Pero una vez más, no me voy. El pájaro me tira desde las alturas, pero ninguno de los niños logra cogerme. Caigo al suelo del nido y sigo rodando hasta las ramas, que me permiten deslizarme por el árbol. Hay un mono colgado de una rama y a un obrero desnudo intentando cogerlo. Todas las hojas se caen cuando llega el otoño. Y en invierno, llego al suelo.


Hace frío y hay nieve, me cuesta seguir girando, creo que caeré y me desharé entre el agua helada. Y es verdad que me caigo, pero a una alcantarilla. No es muy profunda y llego bien al fondo, sobre la espalda de un cocodrilo que nada a través del fango. Ruedo desde su mandíbula a su cola y sigo por el suelo, hasta que me cuelo por un pequeño orificio.

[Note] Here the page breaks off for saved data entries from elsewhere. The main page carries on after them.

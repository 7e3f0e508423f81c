use std::fmt;
use std::path::{Path, PathBuf};

#[derive(Clone, Copy, Debug, PartialEq, Eq, Hash)]
pub enum SlotKind {
    Source,
    Destination,
}

impl SlotKind {
    pub const ALL: [SlotKind; 2] = [SlotKind::Source, SlotKind::Destination];

    pub fn other(self) -> Self {
        match self {
            SlotKind::Source => SlotKind::Destination,
            SlotKind::Destination => SlotKind::Source,
        }
    }

    pub fn label(self) -> &'static str {
        match self {
            SlotKind::Source => "source",
            SlotKind::Destination => "destination",
        }
    }

    pub fn heading(self) -> &'static str {
        match self {
            SlotKind::Source => "Source",
            SlotKind::Destination => "Destination",
        }
    }

    pub fn prompt(self) -> &'static str {
        match self {
            SlotKind::Source => "Drag source save file here.",
            SlotKind::Destination => "Drag destination save file here.",
        }
    }
}

impl fmt::Display for SlotKind {
    fn fmt(&self, f: &mut fmt::Formatter<'_>) -> fmt::Result {
        f.write_str(self.label())
    }
}

/// One of the two path-holding roles. Holds at most one validated save path.
#[derive(Clone, Debug, PartialEq, Eq)]
pub struct PathSlot {
    kind: SlotKind,
    path: Option<PathBuf>,
    display_label: String,
}

impl PathSlot {
    pub fn new(kind: SlotKind) -> Self {
        Self {
            kind,
            path: None,
            display_label: kind.prompt().to_string(),
        }
    }

    pub fn kind(&self) -> SlotKind {
        self.kind
    }

    pub fn path(&self) -> Option<&Path> {
        self.path.as_deref()
    }

    pub fn display_label(&self) -> &str {
        &self.display_label
    }

    pub fn is_empty(&self) -> bool {
        self.path.is_none()
    }

    pub fn holds(&self, candidate: &Path) -> bool {
        self.path.as_deref() == Some(candidate)
    }

    pub(crate) fn set(&mut self, path: PathBuf) {
        self.display_label = base_name(&path);
        self.path = Some(path);
    }
}

fn base_name(path: &Path) -> String {
    path.file_name()
        .map(|name| name.to_string_lossy().into_owned())
        .unwrap_or_else(|| path.display().to_string())
}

Es un hueco estrecho y largo, pero no me puedo parar. Avanzo y avanzo hasta que los muros se abren y aparezco en un pequeño prado apacible. Es un lugar agradable, placentero incluso. A mi alrededor hay otras galletas que yacen tranquilamente sobre la hierba, y entonces se que por fin he llegado a la legendaria Tierra de las Galletas. Quiero quedarme aquí, pero no puedo parar de rodar. Necesito dejar de rodar, por favor. Es lo único que deseo.


Junto a mí, de pronto, me doy cuenta de que rueda otra galleta. Es una galleta anciana y se presenta como la galleta Platón. Le pido que me diga como puedo dejar de rodar y me dice que es imposible. Nada para. Nada deja de rodar nunca. Me explica que una vez que sales de la caja ya nada tiene sentido y nada se termina, que todo sigue rodando, sin final. Es una historia triste, pero la única verdadera.


Un desnivel separa nuestros caminos y nos despedimos. Me siento extraña y triste. No me quiero ir. Pero se que es la hora cuando veo llegar hacia mi un nuevo muro, con una nueva hendidura. He estado aquí y eso lo cambia todo, no importa que me vaya. Pero me voy. Atravieso el muro y todo se vuelve a desvanecer.


Cuando salgo, estoy en un lugar que recuerdo de algo, o quizás no. Hay máquinas y personas que las manejan. Decenas de galletas circulan por una cinta mientras son fabricadas y acabo cayendo entre ellas. No quiero estar aquí. Pero justo en este momento he dejado de rodar, entre todas las galletas. La cinta me arrastra hacia un final oscuro. E inevitablemente, caigo al interior de una pequeña caja de cartón. Oscura. Hacinada. Y mientras pierdo todos mis recuerdos, solo trato de mantener en mi cabeza las palabras de la galleta Platón: todo sigue rodando, sin final.